Nobody likes to be wrong, especially when it comes to gun laws.

In a recent column lamenting the accidental shootings of three children — two of them fatal — I noted that one of the guns was owned by someone with a state-issued permit to carry a concealed weapon. Surely, I said, he had received some safety training before being issued a permit to carry — right?

Wrong.

Getting a permit to carry a concealed weapon in Washington state is as easy as buying a new set of tires. There's a bit of paperwork, and you may have to sit for a spell while they make sure your record is clean. But you can be out and packing in less than an hour. You don't even have to know how to shoot your own gun. Just get on out there!

Reader Paul Butzi called it "trivially simple."

Dana Lustofin wrote to tell me how she and her husband got permits without taking a single gun-training class.
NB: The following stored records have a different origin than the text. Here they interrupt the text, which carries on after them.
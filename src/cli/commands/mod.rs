//! CLI command implementations.
//!
//! Each command is implemented in its own module with a `run` function
//! that handles the command logic.

pub mod config;
pub mod render;
pub mod search;
pub mod themes;
pub mod view;

use crate::cli::ModeArgs;
use crate::config::{Config, DiffDetection};
use crate::render::looks_like_diff;

/// Decide whether `text` is rendered as a diff.
///
/// Explicit `--diff`/`--plain` flags win over the configured detection policy.
#[must_use]
pub fn resolve_diff_mode(text: &str, mode: &ModeArgs, detection: DiffDetection) -> bool {
    if mode.diff {
        return true;
    }
    if mode.plain {
        return false;
    }
    match detection {
        DiffDetection::Always => true,
        DiffDetection::Never => false,
        DiffDetection::Auto => looks_like_diff(text),
    }
}

/// Copy of `config` with the theme overridden from the command line.
#[must_use]
pub fn with_theme_override(config: &Config, theme: Option<&str>) -> Config {
    let mut config = config.clone();
    if let Some(name) = theme {
        config.theme.name = name.to_string();
    }
    config
}

#[cfg(test)]
mod tests {
    use super::*;

    #[test]
    fn test_flags_override_detection() {
        let diff = "diff --git a/x b/x\n";
        let plain = ModeArgs {
            plain: true,
            ..ModeArgs::default()
        };
        assert!(!resolve_diff_mode(diff, &plain, DiffDetection::Always));

        let forced = ModeArgs {
            diff: true,
            ..ModeArgs::default()
        };
        assert!(resolve_diff_mode("hello", &forced, DiffDetection::Never));
    }

    #[test]
    fn test_auto_detection() {
        let auto = ModeArgs::default();
        assert!(resolve_diff_mode("\n@@ -1 +1 @@\n", &auto, DiffDetection::Auto));
        assert!(!resolve_diff_mode("just a log\n", &auto, DiffDetection::Auto));
        assert!(resolve_diff_mode("just a log\n", &auto, DiffDetection::Always));
    }

    #[test]
    fn test_theme_override() {
        let config = Config::default();
        assert_eq!(with_theme_override(&config, Some("light")).theme.name, "light");
        assert_eq!(with_theme_override(&config, None).theme.name, "dark");
    }
}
"I was actually surprised at how easy it was to get the permit," Lustofin wrote, "and when I mentioned that to the officers processing us, they made the comment that it's not the ones that come get the permits that are the problem."
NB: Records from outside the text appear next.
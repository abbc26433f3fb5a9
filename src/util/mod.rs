//! Utility functions for common operations.
//!
//! This module provides shared utilities used across the crate:
//! - Atomic file writes for configuration
//! - Reading render input from a file or stdin
//! - Clamping byte offsets onto char boundaries

use std::io::{self, Read, Write};
use std::path::Path;

use tempfile::NamedTempFile;

use crate::error::{Result, ViewError};

/// Atomically write content to a file.
///
/// The content goes to a temporary file in the same directory, is flushed, and
/// is then renamed over the target. If any step fails the original file (if
/// it exists) is left unchanged. Missing parent directories are created.
pub fn atomic_write(path: impl AsRef<Path>, content: &[u8]) -> Result<()> {
    let path = path.as_ref();

    let parent = path.parent().ok_or_else(|| ViewError::IoError {
        context: format!("Cannot determine parent directory for: {}", path.display()),
        source: io::Error::new(io::ErrorKind::InvalidInput, "No parent directory"),
    })?;

    if !parent.as_os_str().is_empty() && !parent.exists() {
        std::fs::create_dir_all(parent).map_err(|e| {
            ViewError::io(format!("Failed to create directory: {}", parent.display()), e)
        })?;
    }

    // Same directory keeps the final rename on one filesystem.
    let dir = if parent.as_os_str().is_empty() {
        Path::new(".")
    } else {
        parent
    };
    let mut temp_file = NamedTempFile::new_in(dir).map_err(|e| {
        ViewError::io(
            format!("Failed to create temporary file in: {}", dir.display()),
            e,
        )
    })?;

    temp_file.write_all(content).map_err(|e| {
        ViewError::io(
            format!("Failed to write to temporary file for: {}", path.display()),
            e,
        )
    })?;

    temp_file.flush().map_err(|e| {
        ViewError::io(
            format!("Failed to flush temporary file for: {}", path.display()),
            e,
        )
    })?;

    temp_file.persist(path).map_err(|e| {
        ViewError::io(
            format!("Failed to atomically write file: {}", path.display()),
            e.error,
        )
    })?;

    Ok(())
}

/// Read UTF-8 text from `path`, or from stdin when `path` is `-`.
pub fn read_input(path: &Path) -> Result<String> {
    if path.as_os_str() == "-" {
        let mut buf = String::new();
        io::stdin()
            .read_to_string(&mut buf)
            .map_err(|e| ViewError::from_io_at("<stdin>", e))?;
        return Ok(buf);
    }

    std::fs::read_to_string(path).map_err(|e| ViewError::from_io_at(path, e))
}

/// Largest char boundary of `text` that is `<= offset`.
#[must_use]
pub fn floor_char_boundary(text: &str, offset: usize) -> usize {
    if offset >= text.len() {
        return text.len();
    }
    let mut offset = offset;
    while !text.is_char_boundary(offset) {
        offset -= 1;
    }
    offset
}

/// Clamp a byte range onto `text`, snapping both ends to char boundaries.
#[must_use]
pub fn clamp_range(text: &str, range: std::ops::Range<usize>) -> std::ops::Range<usize> {
    let end = floor_char_boundary(text, range.end);
    let start = floor_char_boundary(text, range.start.min(end));
    start..end
}

#[cfg(test)]
mod tests {
    use super::*;

    #[test]
    fn test_atomic_write_creates_parents() {
        let dir = tempfile::tempdir().unwrap();
        let path = dir.path().join("a").join("b").join("out.txt");
        atomic_write(&path, b"hello").unwrap();
        assert_eq!(std::fs::read_to_string(&path).unwrap(), "hello");

        atomic_write(&path, b"again").unwrap();
        assert_eq!(std::fs::read_to_string(&path).unwrap(), "again");
    }

    #[test]
    fn test_read_input_missing_file() {
        let err = read_input(Path::new("/definitely/not/here.txt")).unwrap_err();
        assert!(matches!(err, ViewError::FileNotFound { .. }));
    }

    #[test]
    fn test_floor_char_boundary() {
        let text = "aé";
        assert_eq!(floor_char_boundary(text, 0), 0);
        assert_eq!(floor_char_boundary(text, 2), 1);
        assert_eq!(floor_char_boundary(text, 3), 3);
        assert_eq!(floor_char_boundary(text, 99), 3);
    }

    #[test]
    fn test_clamp_range() {
        let text = "aéb";
        assert_eq!(clamp_range(text, 2..10), 1..4);
        assert_eq!(clamp_range(text, 9..12), 4..4);
    }
}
That may be true, but it doesn't change the fact that 3-year-old Julio Segura-McIntosh was able to shoot himself in the head because his mother's boyfriend (who had a permit) had simply stashed his gun under the seat of his car when he got out to pump gas. Had the boyfriend had safety training before obtaining a permit, maybe the boy wouldn't have been able to get to the gun.
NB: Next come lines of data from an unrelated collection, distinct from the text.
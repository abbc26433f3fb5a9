//! snatch-view: incremental text rendering for session-log and diff viewers.
//!
//! This crate turns raw log or unified-diff text into a styled representation:
//! colour spans, a line-break index, per-line diff numbers and a gutter width.
//! Rendering is a pure function of a [`Document`], so it can run on a background
//! pool while the interactive thread keeps responding.
//!
//! # Quick Start
//!
//! ```rust
//! use snatch_view::{render, Document};
//!
//! let doc = Document::new("@@ -1 +1 @@\n-old\n+new").with_diff_mode(true);
//! let result = render(&doc);
//! assert_eq!(result.logical_line_count, 3);
//! assert_eq!(result.per_line_numbers[2].right, Some(1));
//! ```
//!
//! # Architecture
//!
//! - [`render`]: line index, diff and syntax tokenizers, search, gutter
//! - [`scheduler`]: background passes with generation gating
//! - [`cache`]: memoized render results
//! - [`tui`]: ratatui adapter and interactive pager
//! - [`cli`]: command-line interface
//! - [`config`]: configuration management
//! - [`theme`]: colour palettes
//! - [`error`]: error types and handling

#![forbid(unsafe_code)]
#![warn(missing_docs)]
#![warn(rustdoc::missing_crate_level_docs)]

pub mod cache;
pub mod cli;
pub mod config;
pub mod error;
pub mod render;
pub mod scheduler;
pub mod theme;
pub mod tui;
pub mod util;

// Re-export commonly used types at the crate root
pub use error::{Result, ViewError};
pub use render::{render, Document, RenderResult, Renderer};

/// Library version.
pub const VERSION: &str = env!("CARGO_PKG_VERSION");

/// Library name.
pub const NAME: &str = env!("CARGO_PKG_NAME");

/// Prelude module for convenient imports.
pub mod prelude {
    pub use crate::cache::RenderCache;
    pub use crate::error::{Result, ViewError};
    pub use crate::render::{
        Document, FontMetrics, LineIndex, RenderResult, Renderer, SpanOwner, StyledSpan,
    };
    pub use crate::scheduler::{RenderScheduler, RenderedView};
    pub use crate::theme::Theme;
}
Which makes me ask: Should the law be changed to require gun owners to take a safety class before getting a permit to keep a gun at their sides?

That would take changing the state constitution, which states (in Article 1, Section 24) that "the right of the individual citizen to bear arms in defense of himself, or the state, shall not be impaired. ... "

So any mandatory classroom or firing-range training would be considered an impairment? Something that would get in the way?

I don't even know what to say to that.

Every time I write about guns, gun owners write and call to tell me how safe and responsible they are. They don't want to be tossed in with the gangbangers and nimrods who shoot first and think never.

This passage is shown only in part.